TRY IT:
Filtering the records below, copy only those lines that include the word "memory".

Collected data
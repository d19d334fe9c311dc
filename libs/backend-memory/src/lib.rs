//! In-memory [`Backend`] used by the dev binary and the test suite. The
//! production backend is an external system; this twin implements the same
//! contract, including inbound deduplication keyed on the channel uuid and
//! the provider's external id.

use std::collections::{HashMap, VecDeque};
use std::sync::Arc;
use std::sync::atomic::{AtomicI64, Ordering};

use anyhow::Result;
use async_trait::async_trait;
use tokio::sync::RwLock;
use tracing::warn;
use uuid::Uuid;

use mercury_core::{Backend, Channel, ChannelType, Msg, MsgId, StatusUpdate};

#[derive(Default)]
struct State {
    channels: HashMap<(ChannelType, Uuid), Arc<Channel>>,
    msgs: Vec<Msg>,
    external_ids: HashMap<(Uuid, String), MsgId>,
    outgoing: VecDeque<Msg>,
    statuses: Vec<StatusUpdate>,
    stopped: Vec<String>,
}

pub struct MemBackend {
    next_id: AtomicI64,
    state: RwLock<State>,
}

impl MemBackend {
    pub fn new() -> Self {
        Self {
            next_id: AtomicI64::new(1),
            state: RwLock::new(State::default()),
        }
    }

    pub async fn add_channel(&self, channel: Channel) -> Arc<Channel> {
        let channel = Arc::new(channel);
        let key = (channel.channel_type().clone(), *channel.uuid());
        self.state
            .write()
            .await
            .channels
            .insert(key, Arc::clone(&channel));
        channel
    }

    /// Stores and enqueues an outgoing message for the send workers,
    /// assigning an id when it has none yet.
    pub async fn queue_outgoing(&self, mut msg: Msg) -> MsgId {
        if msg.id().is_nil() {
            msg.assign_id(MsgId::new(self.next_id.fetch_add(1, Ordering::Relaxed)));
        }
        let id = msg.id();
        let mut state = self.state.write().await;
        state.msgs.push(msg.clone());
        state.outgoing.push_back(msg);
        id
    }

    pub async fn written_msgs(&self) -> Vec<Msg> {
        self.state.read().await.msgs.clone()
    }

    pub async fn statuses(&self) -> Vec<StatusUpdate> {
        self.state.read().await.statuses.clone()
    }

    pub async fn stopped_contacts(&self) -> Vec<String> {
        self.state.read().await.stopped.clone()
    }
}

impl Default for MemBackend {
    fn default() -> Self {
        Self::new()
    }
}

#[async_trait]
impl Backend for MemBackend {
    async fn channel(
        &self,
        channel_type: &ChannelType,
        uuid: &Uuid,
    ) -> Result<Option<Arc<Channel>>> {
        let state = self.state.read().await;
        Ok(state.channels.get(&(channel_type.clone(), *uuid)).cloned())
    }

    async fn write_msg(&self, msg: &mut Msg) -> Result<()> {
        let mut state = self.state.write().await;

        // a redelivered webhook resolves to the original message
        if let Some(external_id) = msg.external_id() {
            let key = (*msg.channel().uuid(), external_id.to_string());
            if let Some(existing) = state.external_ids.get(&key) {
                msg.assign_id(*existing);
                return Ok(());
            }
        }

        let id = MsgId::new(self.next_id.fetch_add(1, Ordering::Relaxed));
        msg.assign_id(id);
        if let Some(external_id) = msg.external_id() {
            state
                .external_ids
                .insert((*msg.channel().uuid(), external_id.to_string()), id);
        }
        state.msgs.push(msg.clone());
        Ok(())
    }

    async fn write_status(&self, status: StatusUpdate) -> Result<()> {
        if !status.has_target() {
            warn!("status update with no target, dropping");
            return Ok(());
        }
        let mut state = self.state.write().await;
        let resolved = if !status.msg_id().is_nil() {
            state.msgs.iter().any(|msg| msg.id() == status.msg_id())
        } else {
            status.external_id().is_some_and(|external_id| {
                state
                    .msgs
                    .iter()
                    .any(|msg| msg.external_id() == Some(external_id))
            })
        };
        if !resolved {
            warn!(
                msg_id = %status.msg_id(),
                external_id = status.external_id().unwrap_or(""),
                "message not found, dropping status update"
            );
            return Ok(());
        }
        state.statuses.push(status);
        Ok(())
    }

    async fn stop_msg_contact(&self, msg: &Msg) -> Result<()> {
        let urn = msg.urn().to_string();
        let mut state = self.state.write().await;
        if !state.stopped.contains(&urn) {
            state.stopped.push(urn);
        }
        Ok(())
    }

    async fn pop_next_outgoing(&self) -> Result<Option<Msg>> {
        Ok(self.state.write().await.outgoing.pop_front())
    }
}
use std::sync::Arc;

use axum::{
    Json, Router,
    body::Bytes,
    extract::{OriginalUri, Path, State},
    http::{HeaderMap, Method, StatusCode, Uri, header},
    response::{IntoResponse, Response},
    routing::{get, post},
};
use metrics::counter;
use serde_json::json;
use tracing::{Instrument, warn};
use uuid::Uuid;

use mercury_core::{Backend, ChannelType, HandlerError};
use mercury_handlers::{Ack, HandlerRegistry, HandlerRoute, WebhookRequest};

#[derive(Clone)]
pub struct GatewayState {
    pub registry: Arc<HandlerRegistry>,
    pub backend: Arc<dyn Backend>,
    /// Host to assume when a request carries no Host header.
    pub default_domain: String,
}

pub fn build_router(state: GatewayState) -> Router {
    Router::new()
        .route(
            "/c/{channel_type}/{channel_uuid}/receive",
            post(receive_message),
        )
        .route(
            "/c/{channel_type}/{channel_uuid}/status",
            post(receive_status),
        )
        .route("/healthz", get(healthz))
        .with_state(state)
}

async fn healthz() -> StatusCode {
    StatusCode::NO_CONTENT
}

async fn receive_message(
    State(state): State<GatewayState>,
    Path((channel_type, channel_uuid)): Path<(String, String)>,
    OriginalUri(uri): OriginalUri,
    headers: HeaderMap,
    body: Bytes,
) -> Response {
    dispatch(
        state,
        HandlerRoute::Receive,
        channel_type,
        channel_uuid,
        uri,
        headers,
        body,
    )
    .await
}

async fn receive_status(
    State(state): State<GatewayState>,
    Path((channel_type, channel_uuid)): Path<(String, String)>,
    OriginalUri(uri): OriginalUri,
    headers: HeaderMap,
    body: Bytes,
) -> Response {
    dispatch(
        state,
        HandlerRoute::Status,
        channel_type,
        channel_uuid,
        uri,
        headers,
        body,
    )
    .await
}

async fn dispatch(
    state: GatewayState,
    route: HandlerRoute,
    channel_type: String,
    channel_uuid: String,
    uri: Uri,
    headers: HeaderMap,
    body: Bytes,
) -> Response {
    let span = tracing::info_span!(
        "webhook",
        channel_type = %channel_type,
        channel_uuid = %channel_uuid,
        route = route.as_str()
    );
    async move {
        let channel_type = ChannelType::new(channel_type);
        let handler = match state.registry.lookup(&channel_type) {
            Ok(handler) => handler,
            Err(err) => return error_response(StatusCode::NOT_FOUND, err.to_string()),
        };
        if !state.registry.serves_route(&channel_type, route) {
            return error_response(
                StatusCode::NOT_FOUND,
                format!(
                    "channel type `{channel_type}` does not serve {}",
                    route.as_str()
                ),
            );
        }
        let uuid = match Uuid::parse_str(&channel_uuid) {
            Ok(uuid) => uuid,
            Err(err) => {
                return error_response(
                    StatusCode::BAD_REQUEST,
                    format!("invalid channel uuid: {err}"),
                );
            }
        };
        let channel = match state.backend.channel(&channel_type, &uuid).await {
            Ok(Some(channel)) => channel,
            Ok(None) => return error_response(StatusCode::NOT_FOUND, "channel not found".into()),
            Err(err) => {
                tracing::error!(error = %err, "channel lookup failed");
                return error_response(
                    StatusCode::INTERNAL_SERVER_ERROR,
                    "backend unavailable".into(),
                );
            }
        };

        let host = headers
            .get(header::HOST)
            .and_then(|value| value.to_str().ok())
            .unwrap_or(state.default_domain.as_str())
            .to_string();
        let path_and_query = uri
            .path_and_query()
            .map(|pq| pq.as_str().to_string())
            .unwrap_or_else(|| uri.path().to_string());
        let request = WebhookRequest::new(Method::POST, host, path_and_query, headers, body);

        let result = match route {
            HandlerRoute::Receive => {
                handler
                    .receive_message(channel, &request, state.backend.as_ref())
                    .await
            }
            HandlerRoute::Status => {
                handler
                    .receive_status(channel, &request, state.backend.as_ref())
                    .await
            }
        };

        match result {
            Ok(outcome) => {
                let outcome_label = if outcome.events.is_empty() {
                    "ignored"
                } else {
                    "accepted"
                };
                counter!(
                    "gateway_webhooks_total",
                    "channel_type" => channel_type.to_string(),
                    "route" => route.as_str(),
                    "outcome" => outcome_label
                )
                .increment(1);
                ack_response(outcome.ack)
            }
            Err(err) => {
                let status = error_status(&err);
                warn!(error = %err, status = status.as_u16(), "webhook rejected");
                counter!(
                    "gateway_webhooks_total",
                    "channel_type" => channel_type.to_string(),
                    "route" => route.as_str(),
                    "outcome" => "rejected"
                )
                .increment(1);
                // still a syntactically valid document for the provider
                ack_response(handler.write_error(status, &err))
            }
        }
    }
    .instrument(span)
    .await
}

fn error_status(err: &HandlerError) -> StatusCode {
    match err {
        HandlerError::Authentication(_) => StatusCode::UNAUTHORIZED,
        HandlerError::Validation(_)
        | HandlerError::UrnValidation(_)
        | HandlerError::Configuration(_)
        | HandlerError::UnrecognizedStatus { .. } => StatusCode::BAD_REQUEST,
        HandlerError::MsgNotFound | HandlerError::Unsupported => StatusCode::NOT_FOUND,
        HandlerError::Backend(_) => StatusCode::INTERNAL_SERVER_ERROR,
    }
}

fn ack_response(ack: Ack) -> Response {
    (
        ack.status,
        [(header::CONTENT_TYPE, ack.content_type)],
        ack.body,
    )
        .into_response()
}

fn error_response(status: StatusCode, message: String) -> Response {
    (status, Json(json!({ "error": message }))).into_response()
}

OUTPUT OF THE EXERCISE:
filename libs/backend-memory/src/lib.rs
//! In-memory [`Backend`] used by the dev binary and the test suite. The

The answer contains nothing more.